Третий мальчик, забравшийся на подоконник с ногами, молча смотрел в окно. Он был сегодня наказан, и братьям запретили разговаривать с ним, но сам он не удержался.
— А я бы, — сказал он, разглядывая замысловатые ледяные узоры на стекле, в которых причудливо отражались отсветы огня, — я бы взял и обнял Ее покрепче.
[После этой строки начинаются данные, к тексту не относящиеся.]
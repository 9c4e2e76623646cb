//! Operator panel and broadcast handlers
//!
//! Everything here is gated on the configured operator account (plus any
//! extra admins in the admins collection). Non-operators get an
//! access-denied notice and no state change.

use std::collections::BTreeMap;

use teloxide::prelude::*;
use teloxide::types::{ChatId, InlineKeyboardButton, InlineKeyboardMarkup, Message};
use tracing::{debug, warn};

use crate::handlers::keyboards;
use crate::services::ServiceFactory;
use crate::state::{ConversationState, StateStorage};
use crate::utils::errors::Result;
use crate::utils::logging::log_admin_action;

const PANEL_TEXT: &str = "Operator panel:";
const ACCESS_DENIED: &str = "This command is available to the operator only.";

/// Handle /admin - show the operator panel.
pub async fn handle_admin_panel(bot: Bot, msg: Message, services: ServiceFactory) -> Result<()> {
    let Some(user) = msg.from.as_ref() else {
        return Ok(());
    };
    let user_id = user.id.0 as i64;

    if !services.is_operator(user_id).await {
        debug!(user_id = user_id, "Admin panel refused");
        return Ok(());
    }

    bot.send_message(msg.chat.id, PANEL_TEXT)
        .reply_markup(keyboards::admin_panel())
        .await?;
    Ok(())
}

/// Handle /broadcast - confirmation step before the fan-out prompt.
pub async fn handle_broadcast_command(
    bot: Bot,
    msg: Message,
    services: ServiceFactory,
) -> Result<()> {
    let Some(user) = msg.from.as_ref() else {
        return Ok(());
    };
    let user_id = user.id.0 as i64;

    if !services.is_operator(user_id).await {
        bot.send_message(msg.chat.id, ACCESS_DENIED).await?;
        return Ok(());
    }

    let keyboard = InlineKeyboardMarkup::new(vec![vec![
        InlineKeyboardButton::callback("Yes, continue", "broadcast_confirm"),
        InlineKeyboardButton::callback("Cancel", "broadcast_cancel"),
    ]]);

    bot.send_message(
        msg.chat.id,
        "⚠️ You are about to message every registered user. Continue?",
    )
    .reply_markup(keyboard)
    .await?;
    Ok(())
}

/// Prompt for the broadcast text and enter the waiting state.
pub async fn handle_broadcast_prompt(
    bot: Bot,
    chat_id: ChatId,
    user_id: i64,
    services: ServiceFactory,
    state_storage: StateStorage,
) -> Result<()> {
    if !services.is_operator(user_id).await {
        bot.send_message(chat_id, "Access denied").await?;
        return Ok(());
    }

    let keyboard = InlineKeyboardMarkup::new(vec![vec![InlineKeyboardButton::callback(
        "❌ Cancel",
        "admin:back",
    )]]);

    bot.send_message(chat_id, "📢 Enter the message to broadcast:")
        .reply_markup(keyboard)
        .await?;
    state_storage
        .set(user_id, ConversationState::AwaitingBroadcast)
        .await;
    Ok(())
}

/// Run the fan-out with the operator's message text.
///
/// Sequential sends with a fixed pacing delay, a progress edit every Nth
/// success, one appended audit record, and a final tally report. The
/// waiting state is reset unconditionally at the end.
pub async fn handle_broadcast_message(
    bot: Bot,
    msg: Message,
    text: &str,
    services: ServiceFactory,
    state_storage: StateStorage,
) -> Result<()> {
    let Some(user) = msg.from.as_ref() else {
        return Ok(());
    };
    let user_id = user.id.0 as i64;
    let chat_id = msg.chat.id;

    if !services.is_operator(user_id).await {
        warn!(user_id = user_id, "Broadcast text from non-operator dropped");
        state_storage.clear(user_id).await;
        return Ok(());
    }

    let users = services.storage.users.list().await;
    if users.is_empty() {
        bot.send_message(chat_id, "❌ No users to broadcast to").await?;
        state_storage.clear(user_id).await;
        return Ok(());
    }

    log_admin_action(user_id, "broadcast", Some(text));

    let progress_msg = bot.send_message(chat_id, "🔄 Starting broadcast...").await?;

    let send_bot = bot.clone();
    let body = text.to_string();
    let progress_bot = bot.clone();
    let progress_id = progress_msg.id;

    let report = services
        .broadcast
        .broadcast(
            text,
            &users,
            move |user| {
                let bot = send_bot.clone();
                let body = body.clone();
                let target = ChatId(user.id);
                async move {
                    bot.send_message(target, body).await?;
                    Ok(())
                }
            },
            move |sent, total| {
                let bot = progress_bot.clone();
                async move {
                    let _ = bot
                        .edit_message_text(chat_id, progress_id, format!("⏳ Sent: {}/{}", sent, total))
                        .await;
                }
            },
        )
        .await;

    if let Err(e) = bot.delete_message(chat_id, progress_msg.id).await {
        warn!(error = %e, "Failed to delete broadcast progress message");
    }

    let summary = format!(
        "✅ Broadcast finished:\n\n▪️ Delivered: {}\n▪️ Failed: {}\n▪️ Total users: {}",
        report.success, report.failed, report.total,
    );
    let keyboard = InlineKeyboardMarkup::new(vec![vec![InlineKeyboardButton::callback(
        "⬅️ Back to panel",
        "admin:back",
    )]]);

    bot.send_message(chat_id, summary)
        .reply_markup(keyboard)
        .await?;
    state_storage.clear(user_id).await;
    Ok(())
}

/// Route `admin:*` callbacks.
pub async fn handle_admin_callback(
    bot: Bot,
    chat_id: ChatId,
    user_id: i64,
    action: &str,
    services: ServiceFactory,
    state_storage: StateStorage,
) -> Result<()> {
    if !services.is_operator(user_id).await {
        bot.send_message(chat_id, "Access denied").await?;
        return Ok(());
    }

    match action.split_once(':') {
        None if action == "back" => {
            state_storage.clear(user_id).await;
            bot.send_message(chat_id, PANEL_TEXT)
                .reply_markup(keyboards::admin_panel())
                .await?;
        }
        None if action == "bookings" => show_all_bookings(bot, chat_id, services).await?,
        None if action == "users" => show_all_users(bot, chat_id, services).await?,
        None if action == "broadcast" => {
            handle_broadcast_prompt(bot, chat_id, user_id, services, state_storage).await?
        }
        Some(("profile", id)) => {
            if let Ok(target_id) = id.parse::<i64>() {
                show_user_profile(bot, chat_id, target_id, services).await?;
            }
        }
        Some(("user_bookings", id)) => {
            if let Ok(target_id) = id.parse::<i64>() {
                show_user_bookings(bot, chat_id, target_id, services).await?;
            }
        }
        _ => debug!(action = action, "Unknown admin callback dropped"),
    }

    Ok(())
}

/// All bookings grouped by time slot.
async fn show_all_bookings(bot: Bot, chat_id: ChatId, services: ServiceFactory) -> Result<()> {
    let bookings = services.storage.bookings.list().await;

    if bookings.is_empty() {
        bot.send_message(chat_id, "No active bookings").await?;
        return Ok(());
    }

    let mut by_slot: BTreeMap<String, Vec<i64>> = BTreeMap::new();
    for booking in &bookings {
        by_slot
            .entry(booking.time_slot.clone())
            .or_default()
            .push(booking.user_id);
    }

    let mut text = String::from("📋 All class bookings:\n\n");
    for (slot, user_ids) in by_slot {
        text.push_str(&format!("🕒 {}:\n", slot));
        for (i, booked_id) in user_ids.iter().enumerate() {
            let name = services
                .storage
                .users
                .get(*booked_id)
                .await
                .map(|u| u.name)
                .unwrap_or_else(|| "Unknown".to_string());
            text.push_str(&format!("{}. {} (ID: {})\n", i + 1, name, booked_id));
        }
        text.push('\n');
    }

    bot.send_message(chat_id, text)
        .reply_markup(keyboards::admin_list_nav("admin:bookings"))
        .await?;
    Ok(())
}

/// All registered users, with handles resolved through the transport.
async fn show_all_users(bot: Bot, chat_id: ChatId, services: ServiceFactory) -> Result<()> {
    let users = services.storage.users.list().await;

    if users.is_empty() {
        bot.send_message(chat_id, "No registered users").await?;
        return Ok(());
    }

    let mut text = String::from("👥 All users:\n\n");
    for (i, user) in users.iter().enumerate() {
        let handle = match bot.get_chat(ChatId(user.id)).await {
            Ok(chat) => chat
                .username()
                .map(|u| format!("@{}", u))
                .unwrap_or_else(|| "no username".to_string()),
            Err(e) => {
                warn!(user_id = user.id, error = %e, "Failed to resolve user handle");
                "unavailable".to_string()
            }
        };

        text.push_str(&format!(
            "{}. {} {}\n   👤 {} 📱 {} 🆔 {}\n   📅 {}\n\n",
            i + 1,
            user.name,
            user.surname,
            handle,
            user.phone,
            user.id,
            user.registered_at.format("%d-%m-%Y %H:%M"),
        ));
    }

    bot.send_message(chat_id, text)
        .reply_markup(keyboards::admin_list_nav("admin:users"))
        .await?;
    Ok(())
}

/// One user's profile, reachable from the registration notice.
async fn show_user_profile(
    bot: Bot,
    chat_id: ChatId,
    target_id: i64,
    services: ServiceFactory,
) -> Result<()> {
    let Some(user) = services.storage.users.get(target_id).await else {
        bot.send_message(chat_id, "User not found").await?;
        return Ok(());
    };

    let text = format!(
        "👤 User profile\n\n🆔 ID: {}\n{}\n📅 Registered: {}",
        target_id,
        user.profile_text(),
        user.registered_at.format("%d-%m-%Y %H:%M"),
    );
    let keyboard = InlineKeyboardMarkup::new(vec![vec![InlineKeyboardButton::callback(
        "📅 Bookings",
        format!("admin:user_bookings:{}", target_id),
    )]]);

    bot.send_message(chat_id, text).reply_markup(keyboard).await?;
    Ok(())
}

/// One user's bookings, reachable from the profile view.
async fn show_user_bookings(
    bot: Bot,
    chat_id: ChatId,
    target_id: i64,
    services: ServiceFactory,
) -> Result<()> {
    let bookings = services.storage.bookings.for_user(target_id).await;

    if bookings.is_empty() {
        bot.send_message(chat_id, "This user has no bookings").await?;
        return Ok(());
    }

    let mut text = String::from("📅 User bookings\n\n");
    for (i, booking) in bookings.iter().enumerate() {
        text.push_str(&format!(
            "{}. 🕒 {}\n   📅 Booked: {}\n\n",
            i + 1,
            booking.time_slot,
            booking.created_at.format("%d-%m-%Y %H:%M"),
        ));
    }

    let keyboard = InlineKeyboardMarkup::new(vec![vec![InlineKeyboardButton::callback(
        "⬅️ Back",
        format!("admin:profile:{}", target_id),
    )]]);

    bot.send_message(chat_id, text).reply_markup(keyboard).await?;
    Ok(())
}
Я слышал, как взрослые говорили, что от такого женщины разом тают!
— А тебя никто и не спрашивал, — фыркнул старший брат, которому тоже доводилось слыхать нечто подобное.
Порыв ветра швырнул в окно такой снежный заряд, что стекло задребезжало.
— Ложитесь-ка спать! — велел старший, которому сделалось вдруг не по себе. — А я за печкой досмотрю…
— Это Она, наверно, услышала и рассердилась… — тихонько сказал младший, живо забираясь в кровать, которую делил со средним братом. Тот промолчал, устроился с краю, так, чтобы видеть окно.
— Глупости всё это, — буркнул старший. — Сказки!
— Но ты же сам сказал, что сам сто раз Ее видел!
— Почудилось, — отмахнулся тот и проверил, не пора ли закрывать вьюшку. Закрыл, улегся — втроем им было уже тесно на кровати, и старшему сколотили отдельный топчан, — задул свечу. — Спать давайте, не то всё матери расскажу!..
В комнате было темно, а за окном всё шел снег. Когда глаза притерпелись к темноте, стало видно, как за покрытыми ледяными узорами стеклами проносятся, будто гигантские белые птицы, снежные заряды. И можно было представить, будто это Ее крылатые кони, у которых вместо гривы — вьюга, чьи копыта выбивают ледяную крошку, если вовсе касаются земли, и из чьих бархатный ноздрей идет пар, застывая на стеклах диковинными узорами. А вообразить сани мальчик не успел, потому что уснул…
…Проснулся он от холода и от того, что солнце било в лицо даже сквозь замерзшее окно. Комнатка выстыла за ночь, и старший брат сейчас деловито растапливал печь, а младший, завернувшись в одеяло (и тем самым оставив среднего мерзнуть), баловался тем, что нагревал на печи монетки и протаивал в снежных узорах круглые окошки. Так можно было выглянуть на улицу, но красота зимних кружев гибла безвозвратно.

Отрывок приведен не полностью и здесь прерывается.